For regressives, on the other hand, I’m a fool-and-a-half not to see Obama for the “socialist”, “communist” or even “fascist” (they can’t quite seem to get their ideological slanders straight), that he plainly is.
The folks on the right are insane, of course. But that’s hardly news. They are also increasingly desperate to find anything to hit this guy with. “He gave the Queen an iPod!” He bowed to the Saudi King!” “He went to a play!” Wow. Apart from everything else, I must say I appreciate their willingness to cling so heartily to their own little adventure in political suicide by each week reminding the tens of millions who didn’t get it the first time around why the last eight – if not thirty – years have been so harrowing. Thanks for the public service, guys. The world will certainly be a better place without you!

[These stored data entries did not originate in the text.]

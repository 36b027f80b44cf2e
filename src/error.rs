//! Error types shared across the crate.

use thiserror::Error;

use crate::querier::QuerierError;

/// Crate-wide result alias.
pub type Result<T> = std::result::Result<T, SearchError>;

/// Errors that terminate a search call early.
///
/// Malformed filter rows are never surfaced here; adapters drop them
/// silently and keep going (partial well-formed input is the common case).
#[derive(Debug, Error)]
pub enum SearchError {
    /// The search configuration names a form adapter nobody registered.
    #[error("Form adapter \"{name}\" not found.")]
    AdapterNotFound { name: String },

    /// The backend rejected or failed the query.
    #[error(transparent)]
    Querier(#[from] QuerierError),
}
//! Public types exposed by the `metasearch-core` crate.

pub mod query;
pub mod request;
pub mod response;
pub mod settings;

pub use query::{FacetSpec, FilterClause, FilterValue, Query};
pub use request::SearchRequest;
pub use response::{FacetValueCount, Response, ResultItem};
pub use settings::{
    EngineSettings, FacetSettings, FormSettings, SearchConfig, SiteContext, SortField,
};
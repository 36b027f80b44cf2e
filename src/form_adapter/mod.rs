//! Form adapters: pluggable translators from a raw request shape to a
//! [`Query`].
//!
//! Each adapter understands one request dialect (the main HTML form, the
//! API filter syntax, third-party shapes). Adapters are resolved by name
//! from the stored configuration through a [`FormAdapterRegistry`]; a miss
//! is a first-class error, not a panic. Adapters hold no per-call state, so
//! one instance may serve concurrent calls.

use std::collections::HashMap;
use std::sync::Arc;

use crate::types::{FormSettings, Query, Response, SearchRequest, SiteContext};

mod api;
mod main_form;

pub use api::ApiFormAdapter;
pub use main_form::MainFormAdapter;

/// Resolves a property term or numeric id to its canonical vocabulary term.
///
/// Implemented outside the core (vocabulary storage is not our concern).
pub trait TermResolver: Send + Sync {
    fn resolve(&self, term_or_id: &str) -> Option<String>;
}

/// Translator from one raw request shape to the canonical query model.
pub trait FormAdapter: Send + Sync {
    /// Short human label for admin screens.
    fn label(&self) -> &'static str;

    /// Setting keys this adapter reads from [`FormSettings`], for config
    /// UIs. Empty when the adapter is not configurable.
    fn config_fields(&self) -> &'static [&'static str] {
        &[]
    }

    /// Build a [`Query`] from a raw request.
    ///
    /// Malformed filter rows are dropped silently; a shape problem in one
    /// row never fails the whole translation.
    fn to_query(&self, request: &SearchRequest, settings: &FormSettings) -> Query;

    /// Answer a request locally, without a backend call.
    ///
    /// Most adapters cannot, and report a typed failure instead of raising.
    fn to_response(&self, _request: &SearchRequest, _site: Option<&SiteContext>) -> Response {
        Response::failure("Not implemented in this form adapter.")
    }
}

/// Name -> adapter registry. Names come from stored search configurations.
#[derive(Default, Clone)]
pub struct FormAdapterRegistry {
    adapters: HashMap<String, Arc<dyn FormAdapter>>,
}

impl FormAdapterRegistry {
    pub fn new() -> Self {
        Self::default()
    }

    /// Register an adapter under `name`, replacing any previous one.
    pub fn register(&mut self, name: impl Into<String>, adapter: Arc<dyn FormAdapter>) -> &mut Self {
        self.adapters.insert(name.into(), adapter);
        self
    }

    pub fn get(&self, name: &str) -> Option<Arc<dyn FormAdapter>> {
        self.adapters.get(name).cloned()
    }

    pub fn names(&self) -> impl Iterator<Item = &String> {
        self.adapters.keys()
    }
}

#[cfg(test)]
mod tests {
    use super::*;

    struct NullAdapter;

    impl FormAdapter for NullAdapter {
        fn label(&self) -> &'static str {
            "Null"
        }

        fn to_query(&self, _request: &SearchRequest, _settings: &FormSettings) -> Query {
            Query::new()
        }
    }

    #[test]
    fn registry_resolves_by_name() {
        let mut registry = FormAdapterRegistry::new();
        registry.register("null", Arc::new(NullAdapter));
        assert!(registry.get("null").is_some());
        assert!(registry.get("missing").is_none());
    }

    #[test]
    fn default_to_response_reports_failure() {
        let response = NullAdapter.to_response(&SearchRequest::new(), None);
        assert!(!response.success);
        assert_eq!(
            response.message.as_deref(),
            Some("Not implemented in this form adapter.")
        );
    }
}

A lot of the critique from the left is pretty legitimate, I would say, notwithstanding the continuing possibility (or, many would say, total fantasy) that the president is playing three-dimensional chess, while we mere mortals continue to perceive him in the context of our grossly limited Flatland of a mere two. In other words, it remains at least technically possible that Obama is a true progressive, but he’s just strategically far ahead of the rest of us, and therefore realizes that he can actually accomplish a heckuva lot in eight years, but only if he resists the pressure to throw long passes on every down, and instead moves both incrementally and cleverly. Sanity through the back door, you might call it, and god knows the American public isn’t famous for quickly recognizing good ideas when they see them.